[TASK DETAILS] Determine how many lines below include the string "TaskId". Reply with the number only.

╭─ RECORD SET

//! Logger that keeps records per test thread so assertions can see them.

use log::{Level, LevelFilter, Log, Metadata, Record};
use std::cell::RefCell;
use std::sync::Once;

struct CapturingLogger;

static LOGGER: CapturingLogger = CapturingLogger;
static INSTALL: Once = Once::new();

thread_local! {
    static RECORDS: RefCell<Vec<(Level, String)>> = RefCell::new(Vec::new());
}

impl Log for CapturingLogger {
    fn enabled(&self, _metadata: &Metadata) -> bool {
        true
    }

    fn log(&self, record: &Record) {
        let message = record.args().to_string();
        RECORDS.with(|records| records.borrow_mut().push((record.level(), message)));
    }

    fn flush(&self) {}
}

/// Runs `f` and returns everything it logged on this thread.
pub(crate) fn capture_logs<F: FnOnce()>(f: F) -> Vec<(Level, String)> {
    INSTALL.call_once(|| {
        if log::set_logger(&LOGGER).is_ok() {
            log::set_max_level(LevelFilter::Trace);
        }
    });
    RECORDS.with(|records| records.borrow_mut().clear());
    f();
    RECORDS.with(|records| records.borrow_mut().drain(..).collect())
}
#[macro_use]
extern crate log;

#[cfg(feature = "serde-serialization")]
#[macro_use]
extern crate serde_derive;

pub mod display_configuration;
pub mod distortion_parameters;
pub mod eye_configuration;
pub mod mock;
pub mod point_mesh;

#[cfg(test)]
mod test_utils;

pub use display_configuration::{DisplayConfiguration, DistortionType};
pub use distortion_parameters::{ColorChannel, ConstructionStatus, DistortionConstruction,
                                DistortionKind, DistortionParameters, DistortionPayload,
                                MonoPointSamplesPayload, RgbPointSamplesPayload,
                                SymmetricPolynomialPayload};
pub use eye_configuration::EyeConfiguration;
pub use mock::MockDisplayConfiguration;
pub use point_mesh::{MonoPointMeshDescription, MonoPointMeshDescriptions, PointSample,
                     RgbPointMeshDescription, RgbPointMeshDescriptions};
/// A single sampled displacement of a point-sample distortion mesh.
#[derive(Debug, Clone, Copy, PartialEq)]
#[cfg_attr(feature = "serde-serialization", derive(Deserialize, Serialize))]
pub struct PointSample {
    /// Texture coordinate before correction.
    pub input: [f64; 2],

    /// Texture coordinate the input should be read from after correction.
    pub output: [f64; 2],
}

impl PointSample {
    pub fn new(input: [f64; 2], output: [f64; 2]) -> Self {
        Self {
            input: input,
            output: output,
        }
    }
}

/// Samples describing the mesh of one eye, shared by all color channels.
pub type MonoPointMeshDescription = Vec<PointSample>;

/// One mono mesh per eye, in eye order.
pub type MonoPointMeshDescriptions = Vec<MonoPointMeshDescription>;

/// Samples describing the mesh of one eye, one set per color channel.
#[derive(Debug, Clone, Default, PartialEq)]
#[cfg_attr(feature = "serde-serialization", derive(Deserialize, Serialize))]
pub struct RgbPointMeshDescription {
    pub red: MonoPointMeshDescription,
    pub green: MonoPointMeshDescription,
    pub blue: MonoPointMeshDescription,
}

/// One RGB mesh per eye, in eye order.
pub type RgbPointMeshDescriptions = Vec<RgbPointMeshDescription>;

╰─
╭─ RECORD SET

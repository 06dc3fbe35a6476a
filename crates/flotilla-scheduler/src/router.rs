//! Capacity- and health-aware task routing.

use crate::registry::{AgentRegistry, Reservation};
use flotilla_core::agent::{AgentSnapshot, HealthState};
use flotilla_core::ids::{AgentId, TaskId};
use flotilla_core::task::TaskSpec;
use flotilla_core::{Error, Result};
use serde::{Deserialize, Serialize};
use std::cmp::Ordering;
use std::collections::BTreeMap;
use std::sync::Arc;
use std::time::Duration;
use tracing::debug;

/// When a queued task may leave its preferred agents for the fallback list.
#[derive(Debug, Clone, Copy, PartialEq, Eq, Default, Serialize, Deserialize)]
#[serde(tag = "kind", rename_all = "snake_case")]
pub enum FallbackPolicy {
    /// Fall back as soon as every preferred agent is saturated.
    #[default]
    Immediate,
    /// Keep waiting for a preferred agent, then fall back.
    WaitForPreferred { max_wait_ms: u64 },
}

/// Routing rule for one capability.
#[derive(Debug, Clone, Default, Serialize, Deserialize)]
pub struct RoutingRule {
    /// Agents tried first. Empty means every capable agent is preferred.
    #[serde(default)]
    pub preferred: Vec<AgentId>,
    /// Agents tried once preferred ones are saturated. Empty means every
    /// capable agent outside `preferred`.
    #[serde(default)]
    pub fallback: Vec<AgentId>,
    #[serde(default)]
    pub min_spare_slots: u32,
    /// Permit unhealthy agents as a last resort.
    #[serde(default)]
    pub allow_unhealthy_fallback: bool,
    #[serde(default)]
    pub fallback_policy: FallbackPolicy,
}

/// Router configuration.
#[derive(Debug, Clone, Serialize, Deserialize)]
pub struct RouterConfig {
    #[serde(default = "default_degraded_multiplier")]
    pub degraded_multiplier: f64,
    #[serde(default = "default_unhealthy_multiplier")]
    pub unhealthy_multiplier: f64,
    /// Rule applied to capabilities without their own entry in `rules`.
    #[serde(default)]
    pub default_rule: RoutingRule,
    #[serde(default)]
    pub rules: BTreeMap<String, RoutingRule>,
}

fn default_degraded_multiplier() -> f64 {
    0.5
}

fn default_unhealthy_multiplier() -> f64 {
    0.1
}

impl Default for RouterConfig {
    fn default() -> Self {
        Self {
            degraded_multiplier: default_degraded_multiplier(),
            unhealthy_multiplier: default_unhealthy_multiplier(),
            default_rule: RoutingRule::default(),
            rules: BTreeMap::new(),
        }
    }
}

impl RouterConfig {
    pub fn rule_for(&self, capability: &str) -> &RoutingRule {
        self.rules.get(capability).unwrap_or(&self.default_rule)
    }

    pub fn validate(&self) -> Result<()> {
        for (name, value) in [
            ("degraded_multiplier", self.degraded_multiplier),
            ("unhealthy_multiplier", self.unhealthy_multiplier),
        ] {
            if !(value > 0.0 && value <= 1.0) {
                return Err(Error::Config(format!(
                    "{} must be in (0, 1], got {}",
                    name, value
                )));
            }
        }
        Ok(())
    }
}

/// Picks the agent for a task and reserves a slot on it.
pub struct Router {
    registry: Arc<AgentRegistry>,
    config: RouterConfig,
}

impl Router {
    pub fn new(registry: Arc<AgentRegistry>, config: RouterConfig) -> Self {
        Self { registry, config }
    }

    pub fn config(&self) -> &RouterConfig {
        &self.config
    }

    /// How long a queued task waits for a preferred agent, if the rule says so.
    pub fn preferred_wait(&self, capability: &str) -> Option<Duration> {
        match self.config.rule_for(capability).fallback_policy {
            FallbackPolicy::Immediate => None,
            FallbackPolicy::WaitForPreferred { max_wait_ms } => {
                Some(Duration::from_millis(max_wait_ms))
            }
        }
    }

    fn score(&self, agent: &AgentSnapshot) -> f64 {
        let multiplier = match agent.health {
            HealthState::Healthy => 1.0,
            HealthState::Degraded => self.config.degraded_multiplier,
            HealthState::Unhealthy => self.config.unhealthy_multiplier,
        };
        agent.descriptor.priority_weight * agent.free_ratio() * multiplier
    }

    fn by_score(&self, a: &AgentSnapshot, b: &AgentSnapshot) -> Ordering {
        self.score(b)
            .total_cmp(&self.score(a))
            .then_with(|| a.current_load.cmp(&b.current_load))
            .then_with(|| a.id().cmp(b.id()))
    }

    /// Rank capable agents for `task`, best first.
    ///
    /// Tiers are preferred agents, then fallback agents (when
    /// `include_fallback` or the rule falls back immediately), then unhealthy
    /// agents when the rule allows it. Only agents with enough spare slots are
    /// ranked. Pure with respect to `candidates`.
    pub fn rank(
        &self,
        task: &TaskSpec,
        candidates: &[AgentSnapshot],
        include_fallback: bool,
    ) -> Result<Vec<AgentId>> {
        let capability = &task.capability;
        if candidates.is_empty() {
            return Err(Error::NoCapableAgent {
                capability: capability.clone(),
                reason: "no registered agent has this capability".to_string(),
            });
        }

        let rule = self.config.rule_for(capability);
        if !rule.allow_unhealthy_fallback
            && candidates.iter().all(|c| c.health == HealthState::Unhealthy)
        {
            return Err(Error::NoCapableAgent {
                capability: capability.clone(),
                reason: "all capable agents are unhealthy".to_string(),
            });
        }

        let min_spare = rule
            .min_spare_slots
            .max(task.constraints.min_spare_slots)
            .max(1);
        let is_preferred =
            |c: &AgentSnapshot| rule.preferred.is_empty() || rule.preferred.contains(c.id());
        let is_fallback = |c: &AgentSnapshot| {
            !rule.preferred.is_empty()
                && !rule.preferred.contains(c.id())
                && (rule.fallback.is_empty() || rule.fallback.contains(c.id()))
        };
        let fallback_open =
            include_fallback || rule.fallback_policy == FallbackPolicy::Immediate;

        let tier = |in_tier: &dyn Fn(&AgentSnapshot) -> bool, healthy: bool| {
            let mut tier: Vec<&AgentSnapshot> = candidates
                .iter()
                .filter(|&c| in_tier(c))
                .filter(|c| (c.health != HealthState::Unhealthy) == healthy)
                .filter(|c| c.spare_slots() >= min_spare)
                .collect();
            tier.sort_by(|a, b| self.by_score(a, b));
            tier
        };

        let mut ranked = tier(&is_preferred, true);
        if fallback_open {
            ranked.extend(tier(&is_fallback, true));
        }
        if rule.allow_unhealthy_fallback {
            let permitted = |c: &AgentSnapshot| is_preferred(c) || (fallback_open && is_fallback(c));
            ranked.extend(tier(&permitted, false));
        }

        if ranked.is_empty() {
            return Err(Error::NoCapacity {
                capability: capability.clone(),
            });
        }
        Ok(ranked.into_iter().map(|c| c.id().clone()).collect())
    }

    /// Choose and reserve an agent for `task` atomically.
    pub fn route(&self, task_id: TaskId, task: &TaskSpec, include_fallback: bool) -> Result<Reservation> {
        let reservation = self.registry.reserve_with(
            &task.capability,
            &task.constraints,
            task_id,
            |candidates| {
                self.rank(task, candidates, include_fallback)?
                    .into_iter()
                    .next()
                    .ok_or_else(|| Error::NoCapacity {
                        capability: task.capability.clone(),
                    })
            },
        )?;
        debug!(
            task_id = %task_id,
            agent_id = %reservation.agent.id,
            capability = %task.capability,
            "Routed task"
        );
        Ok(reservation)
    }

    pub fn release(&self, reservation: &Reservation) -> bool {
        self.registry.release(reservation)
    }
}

╰─
╭─ RECORD SET

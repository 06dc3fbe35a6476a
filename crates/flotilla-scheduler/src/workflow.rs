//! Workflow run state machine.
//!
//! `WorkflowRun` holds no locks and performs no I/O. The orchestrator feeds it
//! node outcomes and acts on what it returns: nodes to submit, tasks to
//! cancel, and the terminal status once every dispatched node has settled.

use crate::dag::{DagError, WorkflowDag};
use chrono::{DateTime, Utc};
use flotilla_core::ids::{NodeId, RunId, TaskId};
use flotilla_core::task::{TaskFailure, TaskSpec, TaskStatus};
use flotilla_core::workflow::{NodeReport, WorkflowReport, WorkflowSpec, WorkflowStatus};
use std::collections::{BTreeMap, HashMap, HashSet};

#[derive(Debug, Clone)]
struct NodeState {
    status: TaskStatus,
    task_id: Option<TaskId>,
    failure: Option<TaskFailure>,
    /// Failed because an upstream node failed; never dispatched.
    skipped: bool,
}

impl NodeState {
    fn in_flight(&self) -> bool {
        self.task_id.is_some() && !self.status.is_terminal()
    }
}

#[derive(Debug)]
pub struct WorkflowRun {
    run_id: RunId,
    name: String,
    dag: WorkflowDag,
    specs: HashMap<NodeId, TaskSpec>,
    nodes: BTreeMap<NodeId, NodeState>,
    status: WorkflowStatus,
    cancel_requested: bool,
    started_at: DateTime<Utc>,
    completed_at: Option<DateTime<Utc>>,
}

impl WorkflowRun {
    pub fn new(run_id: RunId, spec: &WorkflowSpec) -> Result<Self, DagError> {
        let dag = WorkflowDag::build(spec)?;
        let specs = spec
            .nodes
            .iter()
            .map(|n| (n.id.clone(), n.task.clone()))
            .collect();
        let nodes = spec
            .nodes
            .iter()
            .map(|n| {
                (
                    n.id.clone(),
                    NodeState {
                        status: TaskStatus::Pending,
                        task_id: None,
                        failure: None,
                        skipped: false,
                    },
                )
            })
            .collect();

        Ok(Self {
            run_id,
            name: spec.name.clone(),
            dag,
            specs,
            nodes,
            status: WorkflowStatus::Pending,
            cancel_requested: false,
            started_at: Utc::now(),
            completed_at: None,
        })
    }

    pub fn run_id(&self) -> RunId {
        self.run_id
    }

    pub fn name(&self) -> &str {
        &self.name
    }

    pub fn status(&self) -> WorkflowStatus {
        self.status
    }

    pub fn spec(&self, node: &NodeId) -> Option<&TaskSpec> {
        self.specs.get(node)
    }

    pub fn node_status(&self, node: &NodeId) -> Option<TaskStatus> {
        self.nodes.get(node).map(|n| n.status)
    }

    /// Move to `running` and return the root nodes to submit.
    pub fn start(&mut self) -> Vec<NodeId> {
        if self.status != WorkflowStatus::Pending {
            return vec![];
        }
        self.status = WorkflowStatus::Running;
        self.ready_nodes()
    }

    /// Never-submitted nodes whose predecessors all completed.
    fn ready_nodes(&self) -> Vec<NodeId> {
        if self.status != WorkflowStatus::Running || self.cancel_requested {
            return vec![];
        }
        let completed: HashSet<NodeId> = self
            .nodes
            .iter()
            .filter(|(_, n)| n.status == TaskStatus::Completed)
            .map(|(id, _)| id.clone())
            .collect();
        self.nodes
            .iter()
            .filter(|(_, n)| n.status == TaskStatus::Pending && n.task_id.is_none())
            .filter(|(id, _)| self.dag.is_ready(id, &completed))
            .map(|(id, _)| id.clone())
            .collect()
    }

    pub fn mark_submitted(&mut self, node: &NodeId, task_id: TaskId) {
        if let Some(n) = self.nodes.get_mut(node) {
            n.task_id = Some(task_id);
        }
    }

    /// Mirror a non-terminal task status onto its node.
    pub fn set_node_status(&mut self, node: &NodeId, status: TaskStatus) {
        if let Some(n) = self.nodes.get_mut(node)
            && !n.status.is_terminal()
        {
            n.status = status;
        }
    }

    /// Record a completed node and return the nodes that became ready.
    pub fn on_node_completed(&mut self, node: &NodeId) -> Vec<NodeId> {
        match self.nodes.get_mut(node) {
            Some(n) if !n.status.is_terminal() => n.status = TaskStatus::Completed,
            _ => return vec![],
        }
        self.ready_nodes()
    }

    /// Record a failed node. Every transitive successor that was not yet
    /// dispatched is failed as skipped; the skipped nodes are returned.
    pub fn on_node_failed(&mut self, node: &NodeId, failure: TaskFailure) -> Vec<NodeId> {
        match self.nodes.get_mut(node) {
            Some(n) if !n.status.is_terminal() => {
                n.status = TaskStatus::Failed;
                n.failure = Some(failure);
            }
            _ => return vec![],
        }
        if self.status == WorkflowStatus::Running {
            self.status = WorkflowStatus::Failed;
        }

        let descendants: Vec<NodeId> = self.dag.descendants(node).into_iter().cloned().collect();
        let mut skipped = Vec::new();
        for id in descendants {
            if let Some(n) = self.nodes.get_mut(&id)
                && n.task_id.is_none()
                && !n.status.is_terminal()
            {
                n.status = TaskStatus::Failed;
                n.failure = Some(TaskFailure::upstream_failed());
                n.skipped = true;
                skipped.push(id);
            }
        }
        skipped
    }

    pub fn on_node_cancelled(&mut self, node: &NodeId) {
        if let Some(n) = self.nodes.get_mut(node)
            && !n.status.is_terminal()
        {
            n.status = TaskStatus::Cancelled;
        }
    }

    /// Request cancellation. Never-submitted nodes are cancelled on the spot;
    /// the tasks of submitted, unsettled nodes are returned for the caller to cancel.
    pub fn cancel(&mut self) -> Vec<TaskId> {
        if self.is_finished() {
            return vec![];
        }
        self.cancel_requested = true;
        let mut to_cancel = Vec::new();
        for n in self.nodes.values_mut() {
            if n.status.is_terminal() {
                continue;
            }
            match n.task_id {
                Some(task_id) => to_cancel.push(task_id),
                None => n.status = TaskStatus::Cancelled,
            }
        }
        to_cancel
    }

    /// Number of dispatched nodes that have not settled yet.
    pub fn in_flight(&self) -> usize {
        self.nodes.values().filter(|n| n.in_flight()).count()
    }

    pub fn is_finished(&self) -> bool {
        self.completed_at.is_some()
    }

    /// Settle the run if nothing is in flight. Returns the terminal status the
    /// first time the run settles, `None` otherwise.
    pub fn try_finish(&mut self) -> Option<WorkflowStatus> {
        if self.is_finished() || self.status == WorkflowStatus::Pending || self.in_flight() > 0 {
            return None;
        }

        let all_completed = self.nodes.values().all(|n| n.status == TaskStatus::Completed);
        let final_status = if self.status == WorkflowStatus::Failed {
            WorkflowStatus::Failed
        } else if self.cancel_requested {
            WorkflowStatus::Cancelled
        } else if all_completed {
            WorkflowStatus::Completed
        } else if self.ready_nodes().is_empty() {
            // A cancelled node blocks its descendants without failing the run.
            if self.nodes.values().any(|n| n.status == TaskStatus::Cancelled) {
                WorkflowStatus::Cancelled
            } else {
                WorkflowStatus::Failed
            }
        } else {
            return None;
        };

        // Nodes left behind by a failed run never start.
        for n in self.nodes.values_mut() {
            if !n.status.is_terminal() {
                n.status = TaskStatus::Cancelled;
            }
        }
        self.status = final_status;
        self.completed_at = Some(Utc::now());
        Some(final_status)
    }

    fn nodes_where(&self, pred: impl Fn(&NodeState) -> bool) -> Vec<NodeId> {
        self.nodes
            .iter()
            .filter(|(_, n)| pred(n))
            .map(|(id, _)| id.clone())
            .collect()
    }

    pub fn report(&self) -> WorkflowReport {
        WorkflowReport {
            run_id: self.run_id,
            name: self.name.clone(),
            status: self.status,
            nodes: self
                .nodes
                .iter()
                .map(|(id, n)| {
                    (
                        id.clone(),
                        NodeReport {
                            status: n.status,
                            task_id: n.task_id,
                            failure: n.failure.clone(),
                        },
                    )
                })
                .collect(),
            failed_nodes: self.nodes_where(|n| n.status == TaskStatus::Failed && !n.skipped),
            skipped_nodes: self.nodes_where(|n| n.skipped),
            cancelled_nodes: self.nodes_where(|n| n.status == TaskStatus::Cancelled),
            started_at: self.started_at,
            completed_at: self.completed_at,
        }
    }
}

╰─

[RESPONSE] 6